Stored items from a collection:
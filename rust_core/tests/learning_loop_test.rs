//! Learning loop and store degradation.

use async_trait::async_trait;
use name_matching_core::error::StoreError;
use name_matching_core::models::{MappingStats, UpsertOutcome};
use name_matching_core::{
    CanonicalId, CanonicalIdentity, CanonicalRegistry, InMemoryMappingStore, MappingKey,
    MappingRecord, MappingStore, MatchResult, MatchStrategy, MatchWarning, MatchingConfig,
    MatchingError, MatchingService, SourceObservation, UnmatchedReason, VERIFIED_CONFIDENCE,
};
use std::sync::atomic::{AtomicUsize, Ordering};
use std::sync::Arc;
use std::time::Duration;

const FIRST: [&str; 10] = ["Ka", "Lo", "Mi", "Ne", "Ru", "So", "Ta", "Vi", "We", "Zo"];
const SECOND: [&str; 10] = ["bar", "del", "fin", "gor", "hal", "jen", "kir", "mor", "pel", "ter"];

fn init_tracing() {
    let _ = tracing_subscriber::fmt()
        .with_env_filter(tracing_subscriber::EnvFilter::from_default_env())
        .with_test_writer()
        .try_init();
}

fn surname(i: usize) -> String {
    format!("{}{}", FIRST[i / 10], SECOND[i % 10])
}

/// Two players per surname, so a bare surname is always ambiguous.
fn squad_registry() -> CanonicalRegistry {
    let mut identities = Vec::new();
    for i in 0..95 {
        let id = (i as CanonicalId) * 2;
        identities.push(CanonicalIdentity::new(id, format!("Anna {}", surname(i)), "ARS", "M"));
        identities.push(CanonicalIdentity::new(id + 1, format!("Ben {}", surname(i)), "CHE", "D"));
    }
    CanonicalRegistry::from_identities(identities)
}

/// 190 names the cascade cannot auto-accept.
fn unmatched_names() -> Vec<SourceObservation> {
    let mut observations = Vec::new();
    for i in 0..95 {
        observations.push(SourceObservation::new(surname(i), "ffs"));
        observations.push(SourceObservation::new(format!("{} Jr", surname(i)), "ffs"));
    }
    observations
}

#[tokio::test]
async fn test_confirmations_carry_over_to_next_session() {
    init_tracing();
    let store = Arc::new(InMemoryMappingStore::new());
    let observations = unmatched_names();
    assert_eq!(observations.len(), 190);

    // First session: nothing resolves automatically
    let first_session = MatchingService::new(
        squad_registry(),
        Some(store.clone() as Arc<dyn MappingStore>),
        MatchingConfig::default(),
    );
    let before = first_session.match_batch(observations.clone()).await;
    assert_eq!(before.len(), 190);
    assert_eq!(before.matched, 0);
    assert_eq!(before.match_rate(), 0.0);

    // A reviewer confirms every fifth name
    let mut confirmed = Vec::new();
    for (idx, observation) in observations.iter().enumerate().step_by(5) {
        let canonical_id = (idx / 2) as CanonicalId * 2;
        first_session
            .confirm(&observation.source_name, "ffs", canonical_id, "reviewer")
            .await
            .unwrap();
        confirmed.push((idx, canonical_id));
    }
    assert_eq!(confirmed.len(), 38);

    // Second session over the same store
    let second_session = MatchingService::new(
        squad_registry(),
        Some(store.clone() as Arc<dyn MappingStore>),
        MatchingConfig::default(),
    );
    let after = second_session.match_batch(observations.clone()).await;
    assert_eq!(after.len(), 190);
    assert_eq!(after.matched, 38);
    assert_eq!(after.from_store, 38);
    assert!((after.match_rate() - 0.2).abs() < 1e-9);

    for (idx, canonical_id) in &confirmed {
        let outcome = &after.outcomes[*idx];
        assert!(outcome.from_store);
        assert_eq!(
            outcome.result,
            MatchResult::Matched {
                canonical_id: *canonical_id,
                confidence: VERIFIED_CONFIDENCE,
                strategy: MatchStrategy::Manual,
            }
        );
    }

    for (idx, (old, new)) in before.outcomes.iter().zip(&after.outcomes).enumerate() {
        if confirmed.iter().any(|(c, _)| *c == idx) {
            continue;
        }
        assert!(!new.from_store);
        assert_eq!(old.result, new.result, "outcome {} changed", idx);
    }

    let stats = second_session.stats().await.unwrap();
    assert_eq!(stats.total_mappings, 38);
    assert_eq!(stats.verified_count, 38);
}

#[tokio::test]
async fn test_auto_accepts_are_served_from_store_next_time() {
    let store = Arc::new(InMemoryMappingStore::new());
    let service = MatchingService::new(
        squad_registry(),
        Some(store.clone() as Arc<dyn MappingStore>),
        MatchingConfig::default(),
    );
    let observations: Vec<_> = (0..20)
        .map(|i| SourceObservation::new(format!("anna {}", surname(i)), "understat"))
        .collect();

    let first = service.match_batch(observations.clone()).await;
    assert_eq!(first.matched, 20);
    assert_eq!(first.from_store, 0);
    assert_eq!(store.len(), 20);

    let second = service.match_batch(observations).await;
    assert_eq!(second.matched, 20);
    assert_eq!(second.from_store, 20);
    for (a, b) in first.outcomes.iter().zip(&second.outcomes) {
        assert_eq!(a.result, b.result);
    }
}

/// Store whose every call fails as if the database were down.
#[derive(Default)]
struct FailingStore {
    calls: AtomicUsize,
}

impl FailingStore {
    fn fail<T>(&self) -> Result<T, StoreError> {
        self.calls.fetch_add(1, Ordering::SeqCst);
        Err(StoreError::Unavailable("connection refused".to_string()))
    }
}

#[async_trait]
impl MappingStore for FailingStore {
    async fn lookup(&self, _key: &MappingKey) -> Result<Option<MappingRecord>, StoreError> {
        self.fail()
    }

    async fn upsert(
        &self,
        _key: &MappingKey,
        _canonical_id: CanonicalId,
        _confidence: f64,
        _strategy: MatchStrategy,
    ) -> Result<UpsertOutcome, StoreError> {
        self.fail()
    }

    async fn confirm(
        &self,
        _key: &MappingKey,
        _canonical_id: CanonicalId,
        _actor: &str,
    ) -> Result<MappingRecord, StoreError> {
        self.fail()
    }

    async fn stats(&self) -> Result<MappingStats, StoreError> {
        self.fail()
    }

    async fn list_unverified(
        &self,
        _source_system: Option<&str>,
        _limit: usize,
    ) -> Result<Vec<MappingRecord>, StoreError> {
        self.fail()
    }

    fn backend_name(&self) -> &str {
        "failing"
    }
}

#[tokio::test]
async fn test_store_outage_degrades_to_cascade_only() {
    init_tracing();
    let store = Arc::new(FailingStore::default());
    let config = MatchingConfig {
        batch_concurrency: 1,
        store_failure_threshold: 3,
        store_cooldown: Duration::from_secs(60),
        ..Default::default()
    };
    let service = MatchingService::new(
        squad_registry(),
        Some(store.clone() as Arc<dyn MappingStore>),
        config,
    );

    let observations: Vec<_> = (0..10)
        .map(|i| SourceObservation::new(format!("Ben {}", surname(i)), "ffs"))
        .collect();
    let report = service.match_batch(observations).await;

    assert_eq!(report.len(), 10);
    assert_eq!(report.matched, 10);
    assert!(report.store_degraded);
    assert!(report.outcomes.iter().all(|o| o.store_degraded()));
    // Three failed lookups open the guard; nothing else reaches the store
    assert_eq!(store.calls.load(Ordering::SeqCst), 3);

    let err = service.confirm("Kabar", "ffs", 0, "reviewer").await.unwrap_err();
    assert!(matches!(err, MatchingError::StoreUnavailable(_)));
    assert_eq!(store.calls.load(Ordering::SeqCst), 3);
}

#[tokio::test]
async fn test_confirm_surfaces_store_failure() {
    let service = MatchingService::new(
        squad_registry(),
        Some(Arc::new(FailingStore::default()) as Arc<dyn MappingStore>),
        MatchingConfig::default(),
    );
    let err = service.confirm("Kabar", "ffs", 0, "reviewer").await.unwrap_err();
    assert!(matches!(
        err,
        MatchingError::Store(StoreError::Unavailable(_))
    ));
    assert!(service.stats().await.is_err());
}

#[tokio::test]
async fn test_degraded_outcome_carries_warning() {
    let service = MatchingService::new(
        squad_registry(),
        Some(Arc::new(FailingStore::default()) as Arc<dyn MappingStore>),
        MatchingConfig::default(),
    );
    let outcome = service.match_name("Anna Kabar", "ffs", None, None).await;
    assert_eq!(outcome.result.canonical_id(), Some(0));
    assert!(matches!(
        outcome.warnings.as_slice(),
        [MatchWarning::StoreUnavailable { .. }]
    ));
}

/// In-memory store with a fixed delay on every lookup.
struct SlowStore {
    inner: InMemoryMappingStore,
    delay: Duration,
}

#[async_trait]
impl MappingStore for SlowStore {
    async fn lookup(&self, key: &MappingKey) -> Result<Option<MappingRecord>, StoreError> {
        tokio::time::sleep(self.delay).await;
        self.inner.lookup(key).await
    }

    async fn upsert(
        &self,
        key: &MappingKey,
        canonical_id: CanonicalId,
        confidence: f64,
        strategy: MatchStrategy,
    ) -> Result<UpsertOutcome, StoreError> {
        self.inner.upsert(key, canonical_id, confidence, strategy).await
    }

    async fn confirm(
        &self,
        key: &MappingKey,
        canonical_id: CanonicalId,
        actor: &str,
    ) -> Result<MappingRecord, StoreError> {
        self.inner.confirm(key, canonical_id, actor).await
    }

    async fn stats(&self) -> Result<MappingStats, StoreError> {
        self.inner.stats().await
    }

    async fn list_unverified(
        &self,
        source_system: Option<&str>,
        limit: usize,
    ) -> Result<Vec<MappingRecord>, StoreError> {
        self.inner.list_unverified(source_system, limit).await
    }

    fn backend_name(&self) -> &str {
        "slow"
    }
}

#[tokio::test]
async fn test_batch_timeout_returns_partial_results() {
    let store = SlowStore {
        inner: InMemoryMappingStore::new(),
        delay: Duration::from_millis(50),
    };
    let config = MatchingConfig {
        batch_concurrency: 1,
        ..Default::default()
    }
    .with_batch_timeout(Duration::from_millis(300));
    let service = MatchingService::new(
        squad_registry(),
        Some(Arc::new(store) as Arc<dyn MappingStore>),
        config,
    );

    let observations: Vec<_> = (0..40)
        .map(|i| SourceObservation::new(format!("Anna {}", surname(i)), "ffs"))
        .collect();
    let report = service.match_batch(observations).await;

    assert_eq!(report.len(), 40);
    assert!(report.timed_out > 0);
    assert!(report.matched > 0);
    assert!(report.outcomes[0].result.is_matched());
    assert_eq!(
        report.outcomes[39].result,
        MatchResult::unmatched(UnmatchedReason::TimedOut)
    );
    assert_eq!(report.matched + report.timed_out, 40);
}

#[tokio::test]
async fn test_concurrent_batch_preserves_input_order() {
    let store = SlowStore {
        inner: InMemoryMappingStore::new(),
        delay: Duration::from_millis(5),
    };
    let config = MatchingConfig {
        batch_concurrency: 16,
        ..Default::default()
    };
    let service = MatchingService::new(
        squad_registry(),
        Some(Arc::new(store) as Arc<dyn MappingStore>),
        config,
    );

    let observations = unmatched_names();
    let report = service.match_batch(observations.clone()).await;
    assert_eq!(report.len(), observations.len());
    for (outcome, observation) in report.outcomes.iter().zip(&observations) {
        assert_eq!(outcome.source_name, observation.source_name);
    }
}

What is required: Go over the data and return every line that includes the word "Option".

Result:
    async fn lookup(&self, _key: &MappingKey) -> Result<Option<MappingRecord>, StoreError> {
        _source_system: Option<&str>,
    async fn lookup(&self, key: &MappingKey) -> Result<Option<MappingRecord>, StoreError> {
        source_system: Option<&str>,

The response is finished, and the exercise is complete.